In many other cases, they insist the proposed PRA reforms could already be substituted if the existing FBR Act was properly implemented. And they have a point. The CBR became the FBR. The FBR will become the PRA. But the corruption within society and within the agency will remain unchanged. FBR officials have been known to protest against appointments based on ethnicity. Many years ago, when an officer hailing from Punjab was appointed Member South — arguably the most difficult and important posting of that grade level — lower officials were offended that the appointee wasn’t a Karachi native.

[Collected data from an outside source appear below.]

//! CLI command handlers
//!
//! This module contains the implementation of CLI commands,
//! bridging the clap argument parsing with the service layer.

pub mod chat;
pub mod document;
pub mod entry;
pub mod ledger;

pub use chat::handle_chat_command;
pub use document::{handle_document_command, DocumentCommands};
pub use entry::{handle_entry_command, EntryCommands};
pub use ledger::{handle_ledger_command, LedgerCommands};

use crate::api::{ApiClient, BlobRegistry};
use crate::config::{DeskPaths, Settings};
use crate::error::LedgerDeskResult;

/// Everything a command handler needs
pub struct AppContext {
    pub paths: DeskPaths,
    pub settings: Settings,
    pub client: ApiClient,
    pub blobs: BlobRegistry,
}

impl AppContext {
    /// Build the context; `api_url` overrides the configured backend
    pub fn new(paths: DeskPaths, settings: Settings, api_url: Option<&str>) -> LedgerDeskResult<Self> {
        let base_url = api_url.unwrap_or(&settings.api_url);
        let client = ApiClient::new(base_url)?;
        Ok(Self {
            paths,
            settings,
            client,
            blobs: BlobRegistry::new(),
        })
    }
}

When he tried to remove or reshuffle officers of poor repute, politicians and colleagues from the FBR and other departments would pop in and demand that the posting orders be withdrawn, or the replacements ‘at least’ be of the same ethnicity. Merit was not a factor for them. This is a problem that transcends government departments and delves deep into our societal order. We all want merit until the meritorious person turns out to be someone we don’t like. The PTI’s plan to modernise the FBR and cut slack may well be what the agency needs, but it would be unwise for anyone to expect that they will go through without any hitches or blowback. At the same time, the officers’ demands for a more structured transition and reforms within other organs of the government are not misplaced. You can’t fix one diseased organ and call it a day when the cancer has spread across the body.